» WHAT THE TASK ASKS: Working from the top of the records below, reproduce each line exactly, ending once you have written the line containing "in a directory.".
================================
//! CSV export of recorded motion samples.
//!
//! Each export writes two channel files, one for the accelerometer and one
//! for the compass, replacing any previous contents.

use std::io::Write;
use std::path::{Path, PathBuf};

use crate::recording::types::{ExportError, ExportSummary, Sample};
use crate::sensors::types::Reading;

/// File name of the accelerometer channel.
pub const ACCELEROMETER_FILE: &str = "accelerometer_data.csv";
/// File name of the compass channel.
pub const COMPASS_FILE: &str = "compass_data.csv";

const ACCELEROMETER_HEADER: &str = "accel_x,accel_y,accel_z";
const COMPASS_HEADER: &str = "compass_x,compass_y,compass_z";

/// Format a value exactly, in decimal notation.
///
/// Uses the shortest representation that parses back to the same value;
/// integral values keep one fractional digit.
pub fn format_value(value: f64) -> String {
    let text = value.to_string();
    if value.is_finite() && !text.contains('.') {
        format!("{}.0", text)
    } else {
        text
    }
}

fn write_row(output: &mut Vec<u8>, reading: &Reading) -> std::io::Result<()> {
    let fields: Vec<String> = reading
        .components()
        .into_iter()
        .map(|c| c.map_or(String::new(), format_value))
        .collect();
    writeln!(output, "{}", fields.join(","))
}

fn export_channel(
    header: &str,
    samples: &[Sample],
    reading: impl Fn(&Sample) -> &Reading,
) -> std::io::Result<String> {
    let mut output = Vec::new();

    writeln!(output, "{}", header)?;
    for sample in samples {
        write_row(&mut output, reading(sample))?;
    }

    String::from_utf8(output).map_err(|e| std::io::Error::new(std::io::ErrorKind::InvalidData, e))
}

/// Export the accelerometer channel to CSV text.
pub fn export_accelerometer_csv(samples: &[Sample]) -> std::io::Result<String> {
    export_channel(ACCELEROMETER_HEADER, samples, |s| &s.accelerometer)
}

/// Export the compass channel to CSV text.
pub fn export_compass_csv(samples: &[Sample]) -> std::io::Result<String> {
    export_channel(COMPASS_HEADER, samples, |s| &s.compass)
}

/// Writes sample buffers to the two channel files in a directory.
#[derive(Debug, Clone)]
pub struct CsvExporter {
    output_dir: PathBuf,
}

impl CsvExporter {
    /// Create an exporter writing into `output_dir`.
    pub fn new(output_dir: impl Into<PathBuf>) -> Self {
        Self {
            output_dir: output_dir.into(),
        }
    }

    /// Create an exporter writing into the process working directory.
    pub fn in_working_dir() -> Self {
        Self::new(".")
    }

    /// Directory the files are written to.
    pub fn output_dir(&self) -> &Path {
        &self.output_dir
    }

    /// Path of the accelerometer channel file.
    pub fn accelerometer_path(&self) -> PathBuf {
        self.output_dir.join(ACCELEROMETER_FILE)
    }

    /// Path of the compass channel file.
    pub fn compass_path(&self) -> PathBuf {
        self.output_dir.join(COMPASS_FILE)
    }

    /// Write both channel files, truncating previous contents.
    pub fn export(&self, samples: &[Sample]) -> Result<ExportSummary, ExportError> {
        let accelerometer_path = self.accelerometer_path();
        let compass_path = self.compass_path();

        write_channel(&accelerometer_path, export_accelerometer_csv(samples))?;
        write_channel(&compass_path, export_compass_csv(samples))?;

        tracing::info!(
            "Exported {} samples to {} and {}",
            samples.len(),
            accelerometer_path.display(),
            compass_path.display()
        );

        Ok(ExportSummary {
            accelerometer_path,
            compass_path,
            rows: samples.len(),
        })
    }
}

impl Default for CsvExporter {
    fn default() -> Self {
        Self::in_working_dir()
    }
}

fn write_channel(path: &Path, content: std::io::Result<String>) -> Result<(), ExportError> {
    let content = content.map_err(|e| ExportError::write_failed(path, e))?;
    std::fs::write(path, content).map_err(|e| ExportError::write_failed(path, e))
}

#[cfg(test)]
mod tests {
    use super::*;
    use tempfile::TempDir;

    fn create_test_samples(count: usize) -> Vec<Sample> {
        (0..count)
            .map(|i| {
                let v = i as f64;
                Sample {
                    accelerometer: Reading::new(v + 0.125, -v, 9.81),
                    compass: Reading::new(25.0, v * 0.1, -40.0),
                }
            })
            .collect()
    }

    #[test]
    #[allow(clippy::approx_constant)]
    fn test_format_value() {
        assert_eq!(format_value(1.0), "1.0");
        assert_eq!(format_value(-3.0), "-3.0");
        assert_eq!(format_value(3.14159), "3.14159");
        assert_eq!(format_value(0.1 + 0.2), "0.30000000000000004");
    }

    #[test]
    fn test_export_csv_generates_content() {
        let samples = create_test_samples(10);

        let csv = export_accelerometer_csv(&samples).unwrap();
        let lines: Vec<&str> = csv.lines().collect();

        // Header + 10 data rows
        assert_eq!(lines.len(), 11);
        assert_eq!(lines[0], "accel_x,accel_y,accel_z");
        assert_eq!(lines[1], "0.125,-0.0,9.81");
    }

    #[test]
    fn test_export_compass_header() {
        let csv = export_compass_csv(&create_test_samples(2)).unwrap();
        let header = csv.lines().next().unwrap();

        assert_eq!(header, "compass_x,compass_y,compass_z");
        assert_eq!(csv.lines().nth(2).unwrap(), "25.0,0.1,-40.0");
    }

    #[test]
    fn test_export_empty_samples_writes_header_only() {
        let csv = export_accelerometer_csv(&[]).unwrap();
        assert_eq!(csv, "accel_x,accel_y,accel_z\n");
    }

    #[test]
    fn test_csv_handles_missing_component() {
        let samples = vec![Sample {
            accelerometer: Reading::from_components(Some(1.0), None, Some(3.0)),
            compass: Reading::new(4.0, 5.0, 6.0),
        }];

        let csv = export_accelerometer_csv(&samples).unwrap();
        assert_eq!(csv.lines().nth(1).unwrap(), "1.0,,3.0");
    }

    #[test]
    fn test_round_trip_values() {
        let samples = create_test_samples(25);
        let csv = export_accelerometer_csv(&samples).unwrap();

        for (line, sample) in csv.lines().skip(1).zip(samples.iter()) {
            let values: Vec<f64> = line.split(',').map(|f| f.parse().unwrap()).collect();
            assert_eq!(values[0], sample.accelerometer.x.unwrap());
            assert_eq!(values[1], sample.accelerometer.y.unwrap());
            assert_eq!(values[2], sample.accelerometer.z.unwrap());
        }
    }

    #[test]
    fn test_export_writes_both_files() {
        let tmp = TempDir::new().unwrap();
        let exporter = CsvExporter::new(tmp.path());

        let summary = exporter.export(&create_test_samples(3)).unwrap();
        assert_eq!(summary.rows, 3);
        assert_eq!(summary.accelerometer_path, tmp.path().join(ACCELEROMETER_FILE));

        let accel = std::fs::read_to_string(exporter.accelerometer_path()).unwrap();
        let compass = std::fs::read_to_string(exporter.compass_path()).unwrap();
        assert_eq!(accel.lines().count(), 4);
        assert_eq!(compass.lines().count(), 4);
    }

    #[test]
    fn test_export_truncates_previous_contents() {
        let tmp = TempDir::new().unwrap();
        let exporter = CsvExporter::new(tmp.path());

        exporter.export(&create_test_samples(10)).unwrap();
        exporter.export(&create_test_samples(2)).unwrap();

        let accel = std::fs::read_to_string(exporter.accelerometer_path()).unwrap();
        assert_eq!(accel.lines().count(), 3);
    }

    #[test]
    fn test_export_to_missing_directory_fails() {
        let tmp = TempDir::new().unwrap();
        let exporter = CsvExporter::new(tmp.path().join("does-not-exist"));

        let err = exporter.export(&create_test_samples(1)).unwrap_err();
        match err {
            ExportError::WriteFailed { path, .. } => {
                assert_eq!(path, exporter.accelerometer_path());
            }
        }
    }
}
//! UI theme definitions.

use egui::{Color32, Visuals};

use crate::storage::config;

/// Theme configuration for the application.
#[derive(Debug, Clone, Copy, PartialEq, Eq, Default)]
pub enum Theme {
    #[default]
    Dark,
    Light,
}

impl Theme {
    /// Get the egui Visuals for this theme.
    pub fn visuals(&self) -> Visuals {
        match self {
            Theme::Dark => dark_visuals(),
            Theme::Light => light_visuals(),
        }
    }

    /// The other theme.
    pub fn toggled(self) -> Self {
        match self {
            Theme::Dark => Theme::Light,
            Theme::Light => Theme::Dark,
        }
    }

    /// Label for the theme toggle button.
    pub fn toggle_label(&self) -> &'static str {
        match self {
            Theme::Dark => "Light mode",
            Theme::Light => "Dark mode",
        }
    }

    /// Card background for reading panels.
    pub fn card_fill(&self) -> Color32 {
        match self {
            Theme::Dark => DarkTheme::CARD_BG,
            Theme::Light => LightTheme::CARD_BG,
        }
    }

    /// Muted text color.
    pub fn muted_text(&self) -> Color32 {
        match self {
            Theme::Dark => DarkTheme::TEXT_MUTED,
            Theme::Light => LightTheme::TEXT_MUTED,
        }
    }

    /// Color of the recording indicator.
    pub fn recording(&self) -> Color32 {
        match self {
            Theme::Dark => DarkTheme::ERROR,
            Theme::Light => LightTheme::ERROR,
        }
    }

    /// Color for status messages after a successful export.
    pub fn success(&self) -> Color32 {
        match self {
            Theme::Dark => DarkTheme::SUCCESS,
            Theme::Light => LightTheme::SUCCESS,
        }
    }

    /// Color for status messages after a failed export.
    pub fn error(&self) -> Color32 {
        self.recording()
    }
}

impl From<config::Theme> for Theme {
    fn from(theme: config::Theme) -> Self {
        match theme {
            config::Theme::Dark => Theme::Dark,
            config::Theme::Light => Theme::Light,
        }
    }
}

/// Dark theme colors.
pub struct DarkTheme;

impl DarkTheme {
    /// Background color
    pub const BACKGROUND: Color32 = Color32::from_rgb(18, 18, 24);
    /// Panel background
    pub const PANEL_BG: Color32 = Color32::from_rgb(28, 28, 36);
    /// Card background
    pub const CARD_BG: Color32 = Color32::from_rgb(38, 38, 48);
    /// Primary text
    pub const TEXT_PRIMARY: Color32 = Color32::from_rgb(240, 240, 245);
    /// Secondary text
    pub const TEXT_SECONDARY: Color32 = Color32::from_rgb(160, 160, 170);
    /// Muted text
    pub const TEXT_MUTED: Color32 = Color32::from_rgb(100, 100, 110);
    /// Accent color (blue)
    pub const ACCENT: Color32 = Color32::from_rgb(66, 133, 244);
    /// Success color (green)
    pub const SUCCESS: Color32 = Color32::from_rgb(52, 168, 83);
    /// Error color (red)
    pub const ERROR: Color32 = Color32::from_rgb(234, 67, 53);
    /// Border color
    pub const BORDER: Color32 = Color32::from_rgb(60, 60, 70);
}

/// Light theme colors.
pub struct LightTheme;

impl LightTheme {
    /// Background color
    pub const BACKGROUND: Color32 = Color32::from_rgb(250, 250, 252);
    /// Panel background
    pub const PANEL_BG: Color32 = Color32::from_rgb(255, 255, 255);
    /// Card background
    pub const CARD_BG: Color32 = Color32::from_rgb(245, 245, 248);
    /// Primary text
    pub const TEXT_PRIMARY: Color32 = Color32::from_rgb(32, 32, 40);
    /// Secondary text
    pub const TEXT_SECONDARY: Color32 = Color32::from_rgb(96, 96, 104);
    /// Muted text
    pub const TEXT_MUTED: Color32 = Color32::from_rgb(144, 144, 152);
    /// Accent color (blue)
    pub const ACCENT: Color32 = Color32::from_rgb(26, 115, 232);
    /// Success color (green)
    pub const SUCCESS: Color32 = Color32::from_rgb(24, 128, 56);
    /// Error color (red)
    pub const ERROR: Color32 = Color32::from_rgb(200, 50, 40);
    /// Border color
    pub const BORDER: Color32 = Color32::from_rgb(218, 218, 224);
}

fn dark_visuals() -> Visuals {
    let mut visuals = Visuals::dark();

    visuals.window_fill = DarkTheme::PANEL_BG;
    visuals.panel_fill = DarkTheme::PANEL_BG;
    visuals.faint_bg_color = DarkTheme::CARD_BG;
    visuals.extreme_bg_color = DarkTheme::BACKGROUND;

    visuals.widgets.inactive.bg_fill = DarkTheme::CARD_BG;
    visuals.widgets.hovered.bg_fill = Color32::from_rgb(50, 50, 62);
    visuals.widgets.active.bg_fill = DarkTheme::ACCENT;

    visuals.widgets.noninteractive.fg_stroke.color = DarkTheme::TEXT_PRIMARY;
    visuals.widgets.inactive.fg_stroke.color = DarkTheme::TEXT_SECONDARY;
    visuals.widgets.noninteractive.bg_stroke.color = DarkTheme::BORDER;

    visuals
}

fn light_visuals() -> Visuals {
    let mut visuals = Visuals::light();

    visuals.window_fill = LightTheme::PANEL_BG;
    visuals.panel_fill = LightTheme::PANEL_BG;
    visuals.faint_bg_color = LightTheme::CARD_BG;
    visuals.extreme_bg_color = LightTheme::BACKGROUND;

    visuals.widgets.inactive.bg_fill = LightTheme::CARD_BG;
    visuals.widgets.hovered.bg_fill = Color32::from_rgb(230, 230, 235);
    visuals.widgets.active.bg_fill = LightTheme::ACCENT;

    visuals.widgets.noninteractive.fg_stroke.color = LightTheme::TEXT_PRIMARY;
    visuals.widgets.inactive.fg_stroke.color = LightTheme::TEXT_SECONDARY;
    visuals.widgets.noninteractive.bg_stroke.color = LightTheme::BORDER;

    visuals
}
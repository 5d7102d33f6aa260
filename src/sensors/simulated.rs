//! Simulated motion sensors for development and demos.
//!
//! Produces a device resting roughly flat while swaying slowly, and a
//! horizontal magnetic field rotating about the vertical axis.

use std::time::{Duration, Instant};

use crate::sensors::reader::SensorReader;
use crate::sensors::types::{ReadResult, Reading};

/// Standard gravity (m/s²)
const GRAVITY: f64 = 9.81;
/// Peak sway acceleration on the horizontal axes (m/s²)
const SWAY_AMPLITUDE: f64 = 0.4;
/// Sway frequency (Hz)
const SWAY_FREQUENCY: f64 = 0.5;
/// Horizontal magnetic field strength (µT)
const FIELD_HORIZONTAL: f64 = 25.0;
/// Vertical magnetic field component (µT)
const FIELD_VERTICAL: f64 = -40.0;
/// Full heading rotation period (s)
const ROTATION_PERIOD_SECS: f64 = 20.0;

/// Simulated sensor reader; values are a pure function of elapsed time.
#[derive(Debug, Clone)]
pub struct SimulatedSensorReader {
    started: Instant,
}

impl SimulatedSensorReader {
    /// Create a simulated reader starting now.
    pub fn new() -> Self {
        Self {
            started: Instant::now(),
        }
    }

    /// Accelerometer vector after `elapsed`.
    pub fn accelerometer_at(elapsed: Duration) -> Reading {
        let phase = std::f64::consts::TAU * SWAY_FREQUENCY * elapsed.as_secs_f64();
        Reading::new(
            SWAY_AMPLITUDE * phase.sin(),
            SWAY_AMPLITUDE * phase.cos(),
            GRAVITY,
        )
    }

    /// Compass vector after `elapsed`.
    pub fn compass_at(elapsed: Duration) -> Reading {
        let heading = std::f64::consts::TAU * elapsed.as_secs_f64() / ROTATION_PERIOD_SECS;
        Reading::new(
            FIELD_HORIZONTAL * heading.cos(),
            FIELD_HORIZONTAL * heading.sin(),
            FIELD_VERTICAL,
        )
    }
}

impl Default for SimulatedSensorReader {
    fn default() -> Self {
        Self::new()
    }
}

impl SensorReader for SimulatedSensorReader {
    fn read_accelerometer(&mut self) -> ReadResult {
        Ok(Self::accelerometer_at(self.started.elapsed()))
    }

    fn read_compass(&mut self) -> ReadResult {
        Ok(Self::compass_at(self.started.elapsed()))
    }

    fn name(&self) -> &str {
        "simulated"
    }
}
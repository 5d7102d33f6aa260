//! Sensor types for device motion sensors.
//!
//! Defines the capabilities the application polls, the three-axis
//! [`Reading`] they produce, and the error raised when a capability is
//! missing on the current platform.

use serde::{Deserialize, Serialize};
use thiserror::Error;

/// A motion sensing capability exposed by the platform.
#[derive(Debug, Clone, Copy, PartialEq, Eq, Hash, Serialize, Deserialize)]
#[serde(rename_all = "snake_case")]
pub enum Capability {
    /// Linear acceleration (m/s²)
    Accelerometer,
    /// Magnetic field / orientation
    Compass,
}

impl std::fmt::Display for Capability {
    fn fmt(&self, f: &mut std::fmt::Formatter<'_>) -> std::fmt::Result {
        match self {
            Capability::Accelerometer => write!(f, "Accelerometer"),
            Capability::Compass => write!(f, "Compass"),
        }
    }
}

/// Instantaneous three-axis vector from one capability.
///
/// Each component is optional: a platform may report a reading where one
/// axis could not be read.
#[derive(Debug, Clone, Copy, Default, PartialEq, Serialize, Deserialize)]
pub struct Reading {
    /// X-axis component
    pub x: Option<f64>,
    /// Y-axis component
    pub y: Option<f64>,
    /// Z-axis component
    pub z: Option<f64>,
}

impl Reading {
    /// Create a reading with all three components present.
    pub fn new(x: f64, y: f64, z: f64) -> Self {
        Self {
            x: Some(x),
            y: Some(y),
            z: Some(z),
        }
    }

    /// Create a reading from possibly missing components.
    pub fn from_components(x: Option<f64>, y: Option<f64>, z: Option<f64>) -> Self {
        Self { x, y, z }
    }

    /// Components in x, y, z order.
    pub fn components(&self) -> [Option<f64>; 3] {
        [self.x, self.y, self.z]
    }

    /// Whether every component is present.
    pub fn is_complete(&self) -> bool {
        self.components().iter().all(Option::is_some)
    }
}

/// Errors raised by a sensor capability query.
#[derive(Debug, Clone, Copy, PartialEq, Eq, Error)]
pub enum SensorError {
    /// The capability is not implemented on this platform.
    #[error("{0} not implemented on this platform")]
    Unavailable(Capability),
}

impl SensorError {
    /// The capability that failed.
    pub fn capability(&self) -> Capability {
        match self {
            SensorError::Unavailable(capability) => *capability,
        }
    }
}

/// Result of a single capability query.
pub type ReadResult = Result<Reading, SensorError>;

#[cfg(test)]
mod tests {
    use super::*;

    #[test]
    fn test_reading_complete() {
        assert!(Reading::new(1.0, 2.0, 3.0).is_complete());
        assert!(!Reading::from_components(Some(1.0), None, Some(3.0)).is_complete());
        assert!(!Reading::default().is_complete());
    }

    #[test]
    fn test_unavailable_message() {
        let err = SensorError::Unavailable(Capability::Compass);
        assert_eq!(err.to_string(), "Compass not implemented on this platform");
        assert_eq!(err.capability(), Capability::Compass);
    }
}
================================
» RESPONSE TO THE TASK:
//! CSV export of recorded motion samples.
//!
//! Each export writes two channel files, one for the accelerometer and one
//! for the compass, replacing any previous contents.

use std::io::Write;
use std::path::{Path, PathBuf};

use crate::recording::types::{ExportError, ExportSummary, Sample};
use crate::sensors::types::Reading;

/// File name of the accelerometer channel.
pub const ACCELEROMETER_FILE: &str = "accelerometer_data.csv";
/// File name of the compass channel.
pub const COMPASS_FILE: &str = "compass_data.csv";

const ACCELEROMETER_HEADER: &str = "accel_x,accel_y,accel_z";
const COMPASS_HEADER: &str = "compass_x,compass_y,compass_z";

/// Format a value exactly, in decimal notation.
///
/// Uses the shortest representation that parses back to the same value;
/// integral values keep one fractional digit.
pub fn format_value(value: f64) -> String {
    let text = value.to_string();
    if value.is_finite() && !text.contains('.') {
        format!("{}.0", text)
    } else {
        text
    }
}

fn write_row(output: &mut Vec<u8>, reading: &Reading) -> std::io::Result<()> {
    let fields: Vec<String> = reading
        .components()
        .into_iter()
        .map(|c| c.map_or(String::new(), format_value))
        .collect();
    writeln!(output, "{}", fields.join(","))
}

fn export_channel(
    header: &str,
    samples: &[Sample],
    reading: impl Fn(&Sample) -> &Reading,
) -> std::io::Result<String> {
    let mut output = Vec::new();

    writeln!(output, "{}", header)?;
    for sample in samples {
        write_row(&mut output, reading(sample))?;
    }

    String::from_utf8(output).map_err(|e| std::io::Error::new(std::io::ErrorKind::InvalidData, e))
}

/// Export the accelerometer channel to CSV text.
pub fn export_accelerometer_csv(samples: &[Sample]) -> std::io::Result<String> {
    export_channel(ACCELEROMETER_HEADER, samples, |s| &s.accelerometer)
}

/// Export the compass channel to CSV text.
pub fn export_compass_csv(samples: &[Sample]) -> std::io::Result<String> {
    export_channel(COMPASS_HEADER, samples, |s| &s.compass)
}

/// Writes sample buffers to the two channel files in a directory.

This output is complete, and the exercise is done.